Why? our ETL tool is struggling to import CanvasData into our DWH.
We are uploading CanvasData to our DWH, we found the issue that body, message and description fields are too long because of character numbers inside each field. The PowerCenter tool has been adjusted several times to allow the new amount of characters in those fields, but we are having issues again.
Field with size issues in blue
And you're stuck trimming HTML?!
I use Embulk, which is a command like bulk import tool, and has plugins and filters and specifically one for stripping html tags. With Embulk you can import your CSV file with the filtered data into SQL, or you can output a new CSV file without HTML.
So I've installed
embulk gem install embulk-filter-strip_html_tags
And set filters for wiki_page_dim
and imported the table without HTML.
Is this a solution you'd use? I will share some more documentation soon.
something else that we are trying to figure out is, how to make delta files from CanvasData files. If Embulk allow us to apply filters, maybe is possible to create delta files.
How do you have those fields defined?
When I look at the data types for PowerCenter: Properties of PowerCenter Transformation Data Types, I see that it supports up to 104,857,600 characters. While that is less that the Postgres text (unlimited length), that should be plenty big enough for some of those values. If you have a quiz question that has 100 MB worth of text in it, something else probably needs looked at.
For example, the largest requests.user_agent I've seen is 8 MB. I did some work recreating a user_agent_dim table so I could remove it from requests and just use the user_agent_id instead. When I was working on it, I had someone either being really cute or trying to find a vulnerability.
thanks for the answer James. When you said "how do you have those fields defined?", are your talking about the kind of field, size and that stuff?
We use Oracle Data Integrator to upload the Canvas Data tab-delimited files into an Oracle database. It allows conversion of a text string to a CLOB if a field exceeds the 4,000 character limit of an Oracle VARCHAR2 column and we have such columns defined as CLOBs in the database. This allows for a text string of 4GB so no need to truncate the data.

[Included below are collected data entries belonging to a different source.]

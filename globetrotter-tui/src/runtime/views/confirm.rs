use crate::app::App;
use crossterm::event::{KeyCode, KeyEvent};

use super::super::action_queue::{Action, ActionTx};
use super::enqueue_action;

pub(super) fn handle_confirm_key(key: KeyEvent, app: &mut App, action_tx: &ActionTx) {
    match key.code {
        KeyCode::Char('y') | KeyCode::Char('Y') | KeyCode::Enter => {
            enqueue_action(action_tx, Action::ConfirmPending);
        }
        KeyCode::Char('n') | KeyCode::Char('N') | KeyCode::Esc => {
            app.close_confirm();
        }
        _ => {}
    }
}

#[cfg(test)]
mod tests {
    use super::*;
    use crate::app::test_support::*;
    use crate::app::{ConfirmKind, View};
    use crate::runtime::action_queue::channel;
    use crossterm::event::KeyModifiers;

    #[test]
    fn cancel_returns_to_origin_without_acting() {
        let mut app = app_with_detail();
        app.open_confirm(
            ConfirmKind::DeleteStop {
                trip_id: 1,
                stop_id: 201,
            },
            "Remove stop?",
            "Lisbon".into(),
        );
        let (tx, mut rx) = channel();

        handle_confirm_key(KeyEvent::new(KeyCode::Char('n'), KeyModifiers::NONE), &mut app, &tx);

        assert!(rx.try_recv().is_err());
        assert!(app.confirm.is_none());
        assert_eq!(app.current_view, View::TripDetail);
        assert_eq!(app.detail.as_ref().unwrap().stops.len(), 2);
    }

    #[test]
    fn yes_queues_the_pending_action() {
        let mut app = app_with_detail();
        app.open_confirm(ConfirmKind::Logout, "Log out?", "Ada".into());
        let (tx, mut rx) = channel();
        handle_confirm_key(KeyEvent::new(KeyCode::Char('y'), KeyModifiers::NONE), &mut app, &tx);
        assert_eq!(rx.try_recv().ok(), Some(Action::ConfirmPending));
    }
}
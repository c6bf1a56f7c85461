mod api;
mod app;
mod cli;
mod config;
mod logging;
mod login;
mod runtime;
mod session_store;
mod ui;

use anyhow::{Context, Result};
use app::{App, View};
use clap::Parser;
use cli::{Cli, Commands};
use crossterm::{
    execute,
    terminal::{disable_raw_mode, enable_raw_mode, EnterAlternateScreen, LeaveAlternateScreen},
};
use globetrotter::share::parse_share_target;
use ratatui::{backend::CrosstermBackend, Terminal};
use std::io;

#[tokio::main]
async fn main() -> Result<()> {
    let cli = Cli::parse();
    let cfg = config::TripConfig::load()?;
    logging::init(&config::TripConfig::root_dir()?, &cfg.log_level)?;

    match cli.command.unwrap_or(Commands::Run) {
        Commands::ConfigPath => {
            let path = config::TripConfig::config_path()?;
            if !path.exists() {
                config::TripConfig::default().save()?;
                println!("Created default config at: {}", path.display());
            } else {
                println!("{}", path.display());
            }
        }
        Commands::Login => {
            let mut client = remote_client(&cfg)?;
            login::run_login(&mut client).await?;
        }
        Commands::Logout => {
            let mut client = remote_client(&cfg)?;
            client.forget_session()?;
            println!("Logged out. Session cleared.");
        }
        Commands::Dev => {
            let mut client = api::ApiClient::dev()?;
            let session = client.restore_session()?;
            let mut app = App::new(session, cfg.share_base_url.clone());
            app.dev_mode = true;
            run_tui(&mut app, &mut client).await?;
        }
        Commands::Shared { target } => {
            let trip_id = parse_share_target(&target)
                .with_context(|| format!("Not a trip id or share link: {}", target))?;
            let mut client = remote_client(&cfg)?;
            let session = client.restore_session()?;
            let mut app = App::new(session, cfg.share_base_url.clone());
            app.shared_trip_id = Some(trip_id);
            app.navigate_to(View::Shared);
            run_tui(&mut app, &mut client).await?;
        }
        Commands::Run => {
            let mut client = remote_client(&cfg)?;
            let session = client.restore_session()?;
            let mut app = App::new(session, cfg.share_base_url.clone());
            run_tui(&mut app, &mut client).await?;
        }
    }

    Ok(())
}

fn remote_client(cfg: &config::TripConfig) -> Result<api::ApiClient> {
    api::ApiClient::new(
        &cfg.api_url,
        session_store::SessionStore::default_location()?,
    )
}

async fn run_tui(app: &mut App, client: &mut api::ApiClient) -> Result<()> {
    tracing::info!(api_url = client.base_url(), dev = client.is_dev(), "starting TUI");

    // Setup terminal
    enable_raw_mode()?;
    let mut stdout = io::stdout();
    execute!(stdout, EnterAlternateScreen)?;
    let backend = CrosstermBackend::new(stdout);
    let mut terminal = Terminal::new(backend)?;

    let res = runtime::run_app(&mut terminal, app, client).await;

    // Restore terminal
    disable_raw_mode()?;
    execute!(terminal.backend_mut(), LeaveAlternateScreen)?;
    terminal.show_cursor()?;

    if let Err(err) = &res {
        tracing::error!(error = ?err, "TUI exited with an error");
        eprintln!("Error: {:?}", err);
    }

    println!("\nSafe travels!");
    res
}
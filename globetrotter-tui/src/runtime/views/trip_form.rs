use crate::app::{forms, App};
use crossterm::event::{KeyCode, KeyEvent};

use super::super::action_queue::{Action, ActionTx};
use super::{back_to_trip, edit_form_input, enqueue_action};

pub(super) fn handle_trip_form_key(key: KeyEvent, app: &mut App, action_tx: &ActionTx) {
    match key.code {
        KeyCode::Enter => submit(app, action_tx),
        KeyCode::Esc => {
            let editing_open_trip = app
                .editing_trip_id
                .is_some_and(|id| app.detail.as_ref().is_some_and(|d| d.trip.id == id));
            app.editing_trip_id = None;
            if editing_open_trip {
                back_to_trip(app);
            } else {
                app.navigate_to(crate::app::View::Dashboard);
            }
        }
        _ => {
            edit_form_input(key, &mut app.trip_form);
        }
    }
}

fn submit(app: &mut App, action_tx: &ActionTx) {
    let action = match app.editing_trip_id {
        Some(trip_id) => forms::trip_update_payload(&app.trip_form)
            .map(|update| Action::UpdateTrip { trip_id, update }),
        None => forms::trip_payload(&app.trip_form).map(Action::CreateTrip),
    };
    match action {
        Ok(action) => {
            app.trip_form.error = None;
            enqueue_action(action_tx, action);
        }
        Err(message) => app.trip_form.set_error(message),
    }
}

#[cfg(test)]
mod tests {
    use super::*;
    use crate::app::test_support::*;
    use crate::app::View;
    use crate::runtime::action_queue::channel;
    use crossterm::event::KeyModifiers;

    fn key(code: KeyCode) -> KeyEvent {
        KeyEvent::new(code, KeyModifiers::NONE)
    }

    fn fill(app: &mut App, name: &str, start: &str, end: &str) {
        app.trip_form.set_value(forms::trip::NAME, name);
        app.trip_form.set_value(forms::trip::START, start);
        app.trip_form.set_value(forms::trip::END, end);
    }

    #[test]
    fn valid_new_trip_is_created() {
        let mut app = logged_in_app();
        app.open_new_trip_form();
        fill(&mut app, "Alps", "2024-07-01", "2024-07-10");
        let (tx, mut rx) = channel();

        handle_trip_form_key(key(KeyCode::Enter), &mut app, &tx);

        match rx.try_recv().ok() {
            Some(Action::CreateTrip(trip)) => {
                assert_eq!(trip.name, "Alps");
                assert_eq!(trip.start_date.format("%Y-%m-%d").to_string(), "2024-07-01");
            }
            other => panic!("unexpected action: {:?}", other),
        }
    }

    #[test]
    fn end_before_start_is_rejected_locally() {
        let mut app = logged_in_app();
        app.open_new_trip_form();
        fill(&mut app, "Alps", "2024-07-10", "2024-07-01");
        let (tx, mut rx) = channel();

        handle_trip_form_key(key(KeyCode::Enter), &mut app, &tx);

        assert!(rx.try_recv().is_err());
        assert_eq!(
            app.trip_form.error.as_deref(),
            Some("End date must not be before the start date")
        );
    }

    #[test]
    fn editing_sends_an_update() {
        let mut app = logged_in_app();
        app.open_edit_trip_form(&trip(4, "Lisbon weekend"));
        let (tx, mut rx) = channel();

        handle_trip_form_key(key(KeyCode::Enter), &mut app, &tx);

        match rx.try_recv().ok() {
            Some(Action::UpdateTrip { trip_id, update }) => {
                assert_eq!(trip_id, 4);
                assert_eq!(update.name.as_deref(), Some("Lisbon weekend"));
            }
            other => panic!("unexpected action: {:?}", other),
        }
    }

    #[test]
    fn esc_returns_to_dashboard() {
        let mut app = logged_in_app();
        app.open_new_trip_form();
        let (tx, _rx) = channel();
        handle_trip_form_key(key(KeyCode::Esc), &mut app, &tx);
        assert_eq!(app.current_view, View::Dashboard);
    }
}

Yes, that's what I meant. A better way of asking the question might be "It sounds like you're specifying sizes. Why?"
Most of the types specified in the Canvas Data documentation don't list sizes. They use things like VARCHAR or TEXT. My question was more about how did you decide on the sizes to put in there?
When I started with this I used VARCHAR2(4000 CHAR) datatypes for all columns then fixed problems as they occurred.
If I were doing it now I would run wc -L against the text files and investigate files having a longest line > 4000 characters.
I can get a list of the columns I've needed to convert to CLOBs if that helps.
Another point is to ensure the database has a broad character set, (i.e. UTF8), I've seen plenty of Chinese characters in our data.